In order to train the larger type II motor unit you must train heavy

The size principle has one very important practical consequence: in order to recruit all motor units and train the whole muscle a high force must be exerted. A low resistance (such as 20 RM) do not recruit all motor units and therefore do not train the whole muscle.

Therefore the answer to this question is no, the correlation does not go both ways. Training with high force (heavy weights or medium weights fast) trains the whole muscle. That includes the enduring type I muscle fibers and the stronger but not enduring type II muscle fibers. Training with high force therefore makes you both strong, fast and enduring. Training with light weights on the other hand only train the enduring type I muscle. It therefore makes you enduring and somewhat strong.

This does not necessarily imply that one should train with heavy weights all the time.
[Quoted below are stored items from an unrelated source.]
//! Pure aggregation of daily reports into the DPR grid.
//!
//! The grid has one row per tracked activity and one three-column block
//! (Target / Achieved / Cumulative) per site. Within a site and activity,
//! target and achieved are summed across the date range while cumulative is
//! the running maximum — cumulative values already carry history, so summing
//! them would double-count.

use chrono::NaiveDate;
use rust_decimal::Decimal;

use crate::db::reports::ReportWithActivities;
use crate::models::activity::FIXED_ACTIVITIES;

/// One Target/Achieved/Cumulative cell block.
#[derive(Debug, Clone, Copy, Default, PartialEq, Eq)]
pub struct ActivityCells {
    pub target: Decimal,
    pub achieved: Decimal,
    pub cumulative: Decimal,
}

/// Aggregated figures for one site across the date range.
#[derive(Debug, Clone)]
pub struct SiteAggregate {
    pub site_code: String,
    /// One cell block per entry of [`FIXED_ACTIVITIES`], in catalogue order.
    pub cells: Vec<ActivityCells>,
    /// Column totals: the aggregated cells above, summed.
    pub totals: ActivityCells,
    /// Conditions from the latest report in range, if any.
    pub latest: Option<SiteConditions>,
    pub report_count: usize,
}

/// Weather and workforce snapshot from a site's most recent report.
#[derive(Debug, Clone)]
pub struct SiteConditions {
    pub report_date: NaiveDate,
    pub weather: String,
    pub total_workers: i32,
    pub remarks: Option<String>,
}

/// The full DPR grid for a date range.
#[derive(Debug, Clone)]
pub struct DprAggregate {
    pub from: NaiveDate,
    pub to: NaiveDate,
    pub sites: Vec<SiteAggregate>,
}

impl DprAggregate {
    /// Total number of reports that fed the grid.
    pub fn report_count(&self) -> usize {
        self.sites.iter().map(|s| s.report_count).sum()
    }
}

/// Build the DPR grid from fetched reports.
///
/// Sites keep the order of the `sites` argument; a site with no reports in
/// range still gets a column block of zeros. Activities outside the fixed
/// catalogue are ignored.
pub fn aggregate(
    reports: &[ReportWithActivities],
    sites: &[String],
    from: NaiveDate,
    to: NaiveDate,
) -> DprAggregate {
    let site_aggregates = sites
        .iter()
        .map(|site_code| aggregate_site(reports, site_code))
        .collect();

    DprAggregate {
        from,
        to,
        sites: site_aggregates,
    }
}

fn aggregate_site(reports: &[ReportWithActivities], site_code: &str) -> SiteAggregate {
    let site_reports: Vec<&ReportWithActivities> = reports
        .iter()
        .filter(|(r, _)| r.site_code == site_code)
        .collect();

    let mut cells = vec![ActivityCells::default(); FIXED_ACTIVITIES.len()];

    for (idx, (activity_name, _unit)) in FIXED_ACTIVITIES.iter().enumerate() {
        let cell = &mut cells[idx];
        for (_, activities) in &site_reports {
            for activity in activities.iter().filter(|a| a.activity_name == *activity_name) {
                cell.target += activity.target;
                cell.achieved += activity.achieved;
                if activity.cumulative > cell.cumulative {
                    cell.cumulative = activity.cumulative;
                }
            }
        }
    }

    let totals = cells.iter().fold(ActivityCells::default(), |mut acc, c| {
        acc.target += c.target;
        acc.achieved += c.achieved;
        acc.cumulative += c.cumulative;
        acc
    });

    let latest = site_reports
        .iter()
        .max_by_key(|(r, _)| (r.report_date, r.updated_at))
        .map(|(r, _)| SiteConditions {
            report_date: r.report_date,
            weather: r.weather.clone(),
            total_workers: r.total_workers,
            remarks: r.remarks.clone(),
        });

    SiteAggregate {
        site_code: site_code.to_string(),
        cells,
        totals,
        latest,
        report_count: site_reports.len(),
    }
}

#[cfg(test)]
mod tests {
    use super::*;
    use crate::entity::{daily_report, report_activity};
    use chrono::Utc;
    use uuid::Uuid;

    fn report(site: &str, date: &str) -> daily_report::Model {
        daily_report::Model {
            id: Uuid::new_v4(),
            report_date: date.parse().unwrap(),
            site_code: site.to_string(),
            engineer_id: Uuid::new_v4(),
            weather: "Sunny".to_string(),
            total_workers: 40,
            remarks: Some(format!("conditions on {}", date)),
            created_at: Utc::now(),
            updated_at: Utc::now(),
        }
    }

    fn activity(
        report_id: Uuid,
        name: &str,
        target: i64,
        achieved: i64,
        cumulative: i64,
    ) -> report_activity::Model {
        report_activity::Model {
            id: Uuid::new_v4(),
            report_id,
            activity_name: name.to_string(),
            unit: "Nos".to_string(),
            target: Decimal::from(target),
            achieved: Decimal::from(achieved),
            cumulative: Decimal::from(cumulative),
            remarks: None,
            created_at: Utc::now(),
        }
    }

    fn date(s: &str) -> NaiveDate {
        s.parse().unwrap()
    }

    #[test]
    fn test_sums_target_achieved_and_takes_max_cumulative() {
        let r1 = report("TCB-401", "2025-06-01");
        let r2 = report("TCB-401", "2025-06-02");
        let reports = vec![
            (
                r1.clone(),
                vec![activity(r1.id, "Segment Casting", 10, 8, 18)],
            ),
            (
                r2.clone(),
                vec![activity(r2.id, "Segment Casting", 12, 9, 30)],
            ),
        ];

        let grid = aggregate(
            &reports,
            &["TCB-401".to_string()],
            date("2025-06-01"),
            date("2025-06-02"),
        );

        let cell = grid.sites[0].cells[0]; // Segment Casting is first
        assert_eq!(cell.target, Decimal::from(22));
        assert_eq!(cell.achieved, Decimal::from(17));
        assert_eq!(cell.cumulative, Decimal::from(30));
    }

    #[test]
    fn test_empty_input_yields_zero_grid() {
        let grid = aggregate(
            &[],
            &["TCB-401".to_string(), "TCB-402".to_string()],
            date("2025-06-01"),
            date("2025-06-30"),
        );

        assert_eq!(grid.sites.len(), 2);
        for site in &grid.sites {
            assert_eq!(site.cells.len(), FIXED_ACTIVITIES.len());
            assert!(site.cells.iter().all(|c| *c == ActivityCells::default()));
            assert_eq!(site.totals, ActivityCells::default());
            assert!(site.latest.is_none());
            assert_eq!(site.report_count, 0);
        }
        assert_eq!(grid.report_count(), 0);
    }

    #[test]
    fn test_totals_sum_the_aggregated_cells() {
        let r1 = report("TCB-401", "2025-06-01");
        let r2 = report("TCB-401", "2025-06-02");
        let reports = vec![
            (
                r1.clone(),
                vec![
                    activity(r1.id, "Segment Casting", 10, 8, 18),
                    activity(r1.id, "Concrete Work", 5, 5, 100),
                ],
            ),
            (
                r2.clone(),
                vec![activity(r2.id, "Segment Casting", 12, 9, 30)],
            ),
        ];

        let grid = aggregate(
            &reports,
            &["TCB-401".to_string()],
            date("2025-06-01"),
            date("2025-06-02"),
        );

        let totals = grid.sites[0].totals;
        assert_eq!(totals.target, Decimal::from(27));
        assert_eq!(totals.achieved, Decimal::from(22));
        // Totals use the per-activity maxima, not the raw row values.
        assert_eq!(totals.cumulative, Decimal::from(130));
    }

    #[test]
    fn test_reports_land_in_their_own_site_columns() {
        let r1 = report("TCB-401", "2025-06-01");
        let r2 = report("TCB-402", "2025-06-01");
        let reports = vec![
            (r1.clone(), vec![activity(r1.id, "Steel Fixing", 3, 2, 5)]),
            (r2.clone(), vec![activity(r2.id, "Steel Fixing", 7, 6, 9)]),
        ];

        let grid = aggregate(
            &reports,
            &["TCB-401".to_string(), "TCB-402".to_string()],
            date("2025-06-01"),
            date("2025-06-01"),
        );

        let steel = FIXED_ACTIVITIES
            .iter()
            .position(|(n, _)| *n == "Steel Fixing")
            .unwrap();
        assert_eq!(grid.sites[0].cells[steel].target, Decimal::from(3));
        assert_eq!(grid.sites[1].cells[steel].target, Decimal::from(7));
        assert_eq!(grid.report_count(), 2);
    }

    #[test]
    fn test_latest_conditions_come_from_most_recent_report() {
        let mut r1 = report("TCB-401", "2025-06-01");
        r1.weather = "Rainy".to_string();
        let mut r2 = report("TCB-401", "2025-06-03");
        r2.weather = "Sunny".to_string();
        r2.total_workers = 55;
        let reports = vec![(r2.clone(), vec![]), (r1.clone(), vec![])];

        let grid = aggregate(
            &reports,
            &["TCB-401".to_string()],
            date("2025-06-01"),
            date("2025-06-03"),
        );

        let latest = grid.sites[0].latest.as_ref().unwrap();
        assert_eq!(latest.report_date, date("2025-06-03"));
        assert_eq!(latest.weather, "Sunny");
        assert_eq!(latest.total_workers, 55);
    }

    #[test]
    fn test_unknown_activity_names_are_ignored() {
        let r1 = report("TCB-401", "2025-06-01");
        let reports = vec![(
            r1.clone(),
            vec![activity(r1.id, "Tea Break Logistics", 99, 99, 99)],
        )];

        let grid = aggregate(
            &reports,
            &["TCB-401".to_string()],
            date("2025-06-01"),
            date("2025-06-01"),
        );

        assert_eq!(grid.sites[0].totals, ActivityCells::default());
        assert_eq!(grid.sites[0].report_count, 1);
    }
}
However it implies that one should train with heavy weights (<=5 repetitions) some of the time.

Also note that even though the size principle shows that the causality must be stronger from strength to endurance than the other way, this does not mean that the causality does not break down at sufficiently large reps. And it does. I am pretty sure that doing backsquat sets of 5 or less alone does not enable you to a 100 bodyweight squats in row. No matter how large your 1RM backsquat becomes. If you need to do 100 bodyweight squats in a row you should probably also train with many repetitions and high volume ala the hundredpushups program. Here we can refer to the SAID principle, but in order to really understand why we would have to take an in depth look at the specific adaptions caused by endurance training. Probably endurance training cause more efficient generation and use of energy and oxygen in muscle cells.